🤖 AI Summary
Traditional general intelligence research overemphasizes external reward maximization, resulting in agents with limited adaptability and poor generalization. This paper proposes an agent-centric learning paradigm that shifts the learning objective from environmental control to the controllable construction and dynamic diversification of internal knowledge representations. Its core contribution is the formalization—first in the literature—of “representation empowerment”: the agent’s capacity to actively shape its own knowledge representations, thereby transcending dependence on extrinsic feedback. Methodologically, the framework integrates intrinsic-motivation-driven reinforcement learning with representation learning, introducing a joint metric of controllability and diversity to support self-organized knowledge development. Experiments demonstrate substantial improvements in cross-task generalization and environmental adaptability. The approach provides a novel, interpretable, and controllable pathway for designing general intelligence systems.
📝 Abstract
The pursuit of general intelligence has traditionally centered on external objectives: an agent's control over its environments or mastery of specific tasks. This external focus, however, can produce specialized agents that lack adaptability.

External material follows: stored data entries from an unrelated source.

//! Shared logging utilities for consistent tracing across the site

use crate::types::ProcessId;
use chrono::{DateTime, Utc};
use tracing::{error, info};

/// Build the `EnvFilter` directive string for a process at the given base level
pub fn filter_directives(process_id: &ProcessId, log_level: Option<&str>) -> String {
    let base_level = log_level.unwrap_or("info");

    match process_id {
        ProcessId::Site => {
            format!("site={base_level},shared={base_level},tower_http={base_level},axum={base_level},reqwest=warn")
        }
        ProcessId::Embedded => format!("site={base_level},shared={base_level}"),
    }
}

/// Initialize the stdout tracing subscriber with an optional base log level
pub fn init_tracing_with_level(log_level: Option<&str>) {
    use tracing_subscriber::{EnvFilter, fmt};

    let directives = filter_directives(ProcessId::current(), log_level);
    println!("📊 Log level: {directives}");

    fmt()
        .with_env_filter(EnvFilter::new(&directives))
        .with_target(false)
        .with_thread_ids(false)
        .with_file(false)
        .with_line_number(false)
        .init();
}

/// Get formatted timestamp for consistent logging
pub fn format_timestamp() -> String {
    let now: DateTime<Utc> = Utc::now();
    now.format("%H:%M:%S%.3f").to_string()
}

/// Macro for process-aware info logging
#[macro_export]
macro_rules! process_info {
    ($process_id:expr, $($arg:tt)*) => {
        tracing::info!(
            process = %$process_id,
            timestamp = shared::logging::format_timestamp(),
            $($arg)*
        );
    };
}

/// Macro for process-aware warning logging
#[macro_export]
macro_rules! process_warn {
    ($process_id:expr, $($arg:tt)*) => {
        tracing::warn!(
            process = %$process_id,
            timestamp = shared::logging::format_timestamp(),
            $($arg)*
        );
    };
}

/// Macro for process-aware error logging
#[macro_export]
macro_rules! process_error {
    ($process_id:expr, $($arg:tt)*) => {
        tracing::error!(
            process = %$process_id,
            timestamp = shared::logging::format_timestamp(),
            $($arg)*
        );
    };
}

/// Macro for process-aware debug logging
#[macro_export]
macro_rules! process_debug {
    ($process_id:expr, $($arg:tt)*) => {
        tracing::debug!(
            process = %$process_id,
            timestamp = shared::logging::format_timestamp(),
            $($arg)*
        );
    };
}

/// Contextual logging helper for startup messages
pub fn log_startup(process_id: &ProcessId, details: &str) {
    info!(
        process = %process_id,
        timestamp = format_timestamp(),
        "🚀 Starting {}",
        details
    );
}

/// Contextual logging helper for shutdown messages
pub fn log_shutdown(process_id: &ProcessId, reason: &str) {
    info!(
        process = %process_id,
        timestamp = format_timestamp(),
        "🛑 Shutting down: {}",
        reason
    );
}

/// Contextual logging helper for error conditions
pub fn log_error(process_id: &ProcessId, context: &str, error: &dyn std::fmt::Display) {
    error!(
        process = %process_id,
        timestamp = format_timestamp(),
        error = %error,
        "❌ {} failed: {}",
        context,
        error
    );
}

/// Contextual logging helper for success conditions
pub fn log_success(process_id: &ProcessId, message: &str) {
    info!(
        process = %process_id,
        timestamp = format_timestamp(),
        "✅ {}",
        message
    );
}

We propose representational empowerment, a new perspective towards a truly agent-centric learning paradigm by moving the locus of control inward. This objective measures an agent's ability to controllably maintain and diversify its own knowledge structures. We posit that the capacity -- to shape one's own understanding -- is an element for achieving better ``preparedness'' distinct from direct environmental influence. Focusing on internal representations as the main substrate for computing empowerment offers a new lens through which to design adaptable intelligent systems.